Выбрать главу

Я посмотрел на Артёма.

– В расход.

Они попытались было сопротивляться. Что-то яростно замычали, задёргались, пытаясь сбросить моего напарника со спины, но куда уж там. Два коротких взмаха ножа – и всё кончено.

– Сапоги не запачкай, – я указал ему на огромную лужу крови, натёкшую из-под власовцев.

– Хорошо, – ответил Броня бесцветным голосом, поднимаясь. Лицо его, освещенное печным огнём, было бледным как мел.

Я подошёл и обхватил его голову руками, заставив смотреть мне в глаза.

– Артём, слышишь меня? Смотри на меня. Ты не людей убил, слышишь! Это власовцы были, власовцы, – я яростно шептал ему это, чувствуя, как парня колотит мелкая дрожь. – Они не люди уже давным-давно. Это предатели, душегубы и мучители. Что, на жалость тебе надавили, про мамочку свою плакать начали? Русскими себя назвали? Не русские они ни черта! И матери у них нет никакой! Мать их своё чрево прокляла, когда узнала, что её сын форму носит с Андреевским крестом. Дети, если у них они были, батьке в рожу плюнули и из дому ушли. Жена с радостью забылась в объятиях другого. Потому что они предатели, понимаешь, предатели! С ними только так: ножом по горлу, и никак по-другому. Пока я на фронте дрался, они тыловые деревни грабили. Когда наши люди по четыре смены у станков стояли, они вместе с немцами шли, в одном ряду, плечом к плечу с завоевателями. Ты за кусок хлеба в детстве дрался, а они водку жрали и шлюх своих тискали. У них ни матерей нет, ни отцов, ни крови, ни чести. Они это всё предали, продали, променяли на сапоги немецкие. Это не люди нихера уже. Это собаки бешеные.
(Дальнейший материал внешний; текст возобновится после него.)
//! Market configuration and its validation.
//!
//! Every value is checked before a market is built from it, so the rest of
//! the crate can trust quotas, bump bounds and starting amounts.

use rust_decimal::Decimal;

use super::error::MarketError;
use super::roster::RosterPolicy;
use super::valuation::PriceBump;
use crate::ports::config_port::ConfigPort;

#[derive(Debug, Clone, PartialEq)]
pub struct MarketConfig {
    pub roster: RosterPolicy,
    pub price_bump: PriceBump,
    pub starting_budget: Decimal,
    pub initial_player_price: Decimal,
    /// Seed for the price-bump random source; entropy when absent.
    pub seed: Option<u64>,
}

impl Default for MarketConfig {
    fn default() -> Self {
        MarketConfig {
            roster: RosterPolicy::default(),
            price_bump: PriceBump::default(),
            starting_budget: Decimal::new(5_000_000, 0),
            initial_player_price: Decimal::new(1_000_000, 0),
            seed: None,
        }
    }
}

fn invalid(section: &str, key: &str, reason: impl Into<String>) -> MarketError {
    MarketError::ConfigInvalid {
        section: section.to_string(),
        key: key.to_string(),
        reason: reason.into(),
    }
}

fn read_count(config: &dyn ConfigPort, section: &str, key: &str, default: u32) -> Result<u32, MarketError> {
    let value = config.get_int(section, key, i64::from(default));
    if value <= 0 {
        return Err(invalid(section, key, format!("{key} must be positive")));
    }
    u32::try_from(value).map_err(|_| invalid(section, key, format!("{key} is too large")))
}

fn read_pct(config: &dyn ConfigPort, key: &str, default: u32) -> Result<u32, MarketError> {
    let value = config.get_int("market", key, i64::from(default));
    if value < 0 {
        return Err(invalid("market", key, format!("{key} must be non-negative")));
    }
    u32::try_from(value).map_err(|_| invalid("market", key, format!("{key} is too large")))
}

pub fn build_market_config(config: &dyn ConfigPort) -> Result<MarketConfig, MarketError> {
    let defaults = MarketConfig::default();

    let roster = validate_roster(config, &defaults.roster)?;

    let min_pct = read_pct(config, "price_bump_min_pct", defaults.price_bump.min_pct)?;
    let max_pct = read_pct(config, "price_bump_max_pct", defaults.price_bump.max_pct)?;
    let price_bump = PriceBump::new(min_pct, max_pct).map_err(|_| {
        invalid(
            "market",
            "price_bump_min_pct",
            "price_bump_min_pct must not exceed price_bump_max_pct",
        )
    })?;

    let starting_budget = config.get_money("market", "starting_budget", defaults.starting_budget)?;
    let initial_player_price =
        config.get_money("market", "initial_player_price", defaults.initial_player_price)?;

    let seed = match config.get_string("market", "seed") {
        Some(raw) => Some(
            raw.trim()
                .parse::<u64>()
                .map_err(|_| invalid("market", "seed", "seed must be a non-negative integer"))?,
        ),
        None => None,
    };

    Ok(MarketConfig {
        roster,
        price_bump,
        starting_budget,
        initial_player_price,
        seed,
    })
}

fn validate_roster(config: &dyn ConfigPort, defaults: &RosterPolicy) -> Result<RosterPolicy, MarketError> {
    let roster = RosterPolicy {
        max_players: read_count(config, "roster", "max_players", defaults.max_players)?,
        goalkeepers: read_count(config, "roster", "goalkeepers", defaults.goalkeepers)?,
        defenders: read_count(config, "roster", "defenders", defaults.defenders)?,
        midfielders: read_count(config, "roster", "midfielders", defaults.midfielders)?,
        forwards: read_count(config, "roster", "forwards", defaults.forwards)?,
    };
    for (key, quota) in [
        ("goalkeepers", roster.goalkeepers),
        ("defenders", roster.defenders),
        ("midfielders", roster.midfielders),
        ("forwards", roster.forwards),
    ] {
        if quota > roster.max_players {
            return Err(invalid(
                "roster",
                key,
                format!("{key} quota {quota} exceeds max_players {}", roster.max_players),
            ));
        }
    }
    Ok(roster)
}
Ты для них подарок сделал, отправил на суд Божий. Там у них хотя бы шанс оправдаться есть, потому что на суде человеческом, мирском, им пощады точно не будет.

Постепенно, чем дольше я распинался, Артём успокаивался. Под конец моей речи дрожь окончательно унялась. Пацан ещё ни разу никого не убивал по-настоящему, чтобы не в пылу схватки, а вот так, хладнокровно и по приказу. Вот и тряхануло его. Не, ну каков боец, а? Приказ исполнил чётко, быстро, ни секунды не раздумывая. Только после того, как дело было сделано, пришло осознание, что он кого-то убил.

– Я в порядке, Анафема. Спасибо, – он отодвинул мои руки. – Нужно посмотреть, нет ли у них сигарет, – он кивнул на трупы.

– Ты куришь разве? – я удивился. Никогда не видел, чтобы Артём дымил.

– Очень редко, – он улыбнулся. – Сам же знаешь, табак у нас в дефиците. Пусть, в таком случае, хоть эта сволочь поделится.

– Ладно, давай, шмонай. Только быстро, нам ещё дела делать.

Тут он был, конечно, прав. Со времени Последней войны курево было в крайнем дефиците. Дон и Волгу полностью оккупировали немцы, так что единственное место, где мы могли выращивать табак, были казахские степи. Очень быстро степняки смекнули, что махорка – это настоящая золотая жила, и начали растить её специально нам на продажу, заламывая при этом цены до небес. Не помог даже тот самый знаменитый рейд Батова, благодаря которому степняки теперь носа не показывают дальше Оренбургской степи. Почти все земли, полученные Чёрной Армией в ходе той операции, были отданы под пашню. Так что, желание Артёма поживиться немецкими сигаретами, было вполне оправдано.

Как только он закончил, довольный собственным приобретением, я встал на его пути, сложив руки на груди и загородив выход. Он грустно вздохнул.

– У них на двоих было семнадцать штук. Я отдам тебе восемь.

– Отлично, – согласился я на такой обмен, кладя в нагрудный карман маскхалата восемь белых цилиндриков. – Теперь пошли. Время не ждёт.

Нужное нам здание мы нашли быстро. Это был здорово выделяющийся на фоне остальных одноэтажных бараков кирпичный дом. Четыре этажа, не считая цокольный, окна которого чёрными провалами выглядывали из-под нечищеных сугробов. Рядом со входом в здание стояли в карауле двое полусонных часовых, оперевшись на свои автоматы. А вот это уже было хоть какое-то подобие дисциплины. Впрочем, солдаты, как мне показалось, больше заботились о том, как бы не замёрзнуть, чем об охране такого высокопоставленного лица. Они то и дело переминались с ноги на ногу, совали руки в карманы или дышали на них, надеясь отогреть, постоянно курили и перебрасывались ничего не значащими фразами. Одним предателям такая оплошность уже стоила жизни. И для этих такая безалаберность тоже кончится плачевно.